After Seidler failed to make contact with the Australian actor’s Melbourne office—The reception was “icy”—a Seidler associate took it upon himself to pop a synopsis of the script through Rush’s home mail slot. Seidler recounted being horrified to learn that the associate had broken protocol by approaching the actor directly. But six months later Rush was attached to the project.
Seidler made his remarks during a question and answer session following a screening of “The King’s Speech” last week at Los Angeles Film School. His film and TV writing credits include the Francis Ford Coppola directed feature, “Tucker: The Man and his Dream,” as well as animated films, “Quest For Camelot” and “The King and I.”

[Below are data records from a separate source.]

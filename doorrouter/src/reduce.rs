use std::collections::{BTreeMap, BTreeSet};

use crate::graph::{EdgeId, Graph, NodeId, NodeSet};

#[derive(Clone, Debug)]
pub struct ViewEdge {
    pub origins: Vec<EdgeId>,
    pub source: NodeId,
    pub destination: NodeId,
    pub condition: NodeSet,
    pub questionable: bool,
}

/// The graph as seen by the traversal: nodes collapsed into groups, each
/// represented by its lowest-id member. The identity view has one group per
/// node.
#[derive(Clone, Debug)]
pub struct LogicView {
    pub edges: Vec<ViewEdge>,
    pub out_edges: Vec<Vec<usize>>,
    pub leader: Vec<NodeId>,
    pub members: BTreeMap<NodeId, Vec<NodeId>>,
    /// Conditionless edges inside a group, admitted whenever the group is reached.
    pub internal_edges: BTreeMap<NodeId, Vec<EdgeId>>,
}

fn is_free(graph: &Graph, e: EdgeId) -> bool {
    let edge = &graph.edges[e];
    edge.enabled && !edge.questionable && (graph.config.no_logic || edge.true_condition.is_empty())
}

impl LogicView {
    pub fn identity(graph: &Graph, excluded: &BTreeSet<EdgeId>) -> Self {
        let leader: Vec<NodeId> = (0..graph.nodes.len()).collect();
        Self::build(graph, leader, excluded)
    }

    /// Joins nodes linked both ways by free edges, unless either end is
    /// interesting.
    pub fn reduced(graph: &Graph) -> Self {
        let interesting = graph.interesting_nodes();
        let n = graph.nodes.len();
        let mut leader: Vec<Option<NodeId>> = vec![None; n];
        for seed in 0..n {
            if leader[seed].is_some() {
                continue;
            }
            leader[seed] = Some(seed);
            if interesting.contains(&seed) {
                continue;
            }
            // Ascending seeds make the first member the lowest id.
            let mut stack = vec![seed];
            while let Some(u) = stack.pop() {
                for &e in &graph.nodes[u].edges {
                    let v = graph.edges[e].destination;
                    if v == u || leader[v].is_some() || interesting.contains(&v) || !is_free(graph, e)
                    {
                        continue;
                    }
                    let back = graph.find_edges(v, u).any(|r| is_free(graph, r));
                    if back {
                        leader[v] = Some(seed);
                        stack.push(v);
                    }
                }
            }
        }
        let leader = leader
            .into_iter()
            .enumerate()
            .map(|(i, l)| l.unwrap_or(i))
            .collect();
        Self::build(graph, leader, &BTreeSet::new())
    }

    fn build(graph: &Graph, leader: Vec<NodeId>, excluded: &BTreeSet<EdgeId>) -> Self {
        let n = graph.nodes.len();
        let mut members: BTreeMap<NodeId, Vec<NodeId>> = BTreeMap::new();
        for (i, &l) in leader.iter().enumerate() {
            members.entry(l).or_default().push(i);
        }

        let mut edges: Vec<ViewEdge> = vec![];
        let mut out_edges: Vec<Vec<usize>> = vec![vec![]; n];
        let mut internal_edges: BTreeMap<NodeId, Vec<EdgeId>> = BTreeMap::new();
        let mut index: BTreeMap<(NodeId, NodeId, NodeSet, bool), usize> = BTreeMap::new();
        for &e in &graph.all_edges {
            let edge = &graph.edges[e];
            if excluded.contains(&e) || !edge.enabled {
                continue;
            }
            let source = leader[edge.source];
            let destination = leader[edge.destination];
            if source == destination && is_free(graph, e) {
                internal_edges.entry(source).or_default().push(e);
                continue;
            }
            let condition: NodeSet = if graph.config.no_logic {
                NodeSet::new()
            } else {
                edge.true_condition.iter().map(|&c| leader[c]).collect()
            };
            let key = (source, destination, condition, edge.questionable);
            match index.get(&key) {
                Some(&idx) => edges[idx].origins.push(e),
                None => {
                    let idx = edges.len();
                    out_edges[source].push(idx);
                    edges.push(ViewEdge {
                        origins: vec![e],
                        source,
                        destination,
                        condition: key.2.clone(),
                        questionable: edge.questionable,
                    });
                    index.insert(key, idx);
                }
            }
        }

        LogicView {
            edges,
            out_edges,
            leader,
            members,
            internal_edges,
        }
    }

    pub fn group_count(&self) -> usize {
        self.members.len()
    }

    pub fn is_singleton(&self, node: NodeId) -> bool {
        self.members.get(&self.leader[node]).map_or(false, |m| m.len() == 1)
    }

    /// Expands leaders into the members of their groups.
    pub fn remap_nodes(&self, leaders: &NodeSet) -> NodeSet {
        let mut out = NodeSet::new();
        for l in leaders {
            match self.members.get(l) {
                Some(m) => out.extend(m.iter().copied()),
                None => {
                    out.insert(*l);
                }
            }
        }
        out
    }

    /// Original edges behind the given view edges, plus the internal edges
    /// of each reached group.
    pub fn remap_edges(&self, view_edges: &BTreeSet<usize>, reached: &NodeSet) -> BTreeSet<EdgeId> {
        let mut out: BTreeSet<EdgeId> = BTreeSet::new();
        for &ve in view_edges {
            out.extend(self.edges[ve].origins.iter().copied());
        }
        for l in reached {
            if let Some(internal) = self.internal_edges.get(l) {
                out.extend(internal.iter().copied());
            }
        }
        out
    }
}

“The King’s Speech” tells the story of King George VI (Colin Firth), who is afflicted with a dreadful stutter. The King, known to family members as “Bertie,” gets help from unconventional speech therapist Lionel Logue (Geoffrey Rush).
Seidler himself developed a stutter at a young age, and as a child in England was directed to listen to the king’s radio addresses as therapy. The screenwriter developed a great admiration for Bertie. Through speech therapy Seidler overcame his stammer, but his soft spot for the king remained.
He first told the “King’s Speech” story in an unproduced play that he later rewrote as a screenplay. Tom Hooper (“John Adams” TV mini-series) directed the film.
Seidler says he always takes longer to write the treatment—up to three months—than the script, although it’s a common misperception that the treatment is quick and the script takes much longer.
When it comes time to write the script the treatment can fly out the window.“The characters start talking to you,” he said. “You’d better listen, because they’re smarter than you.”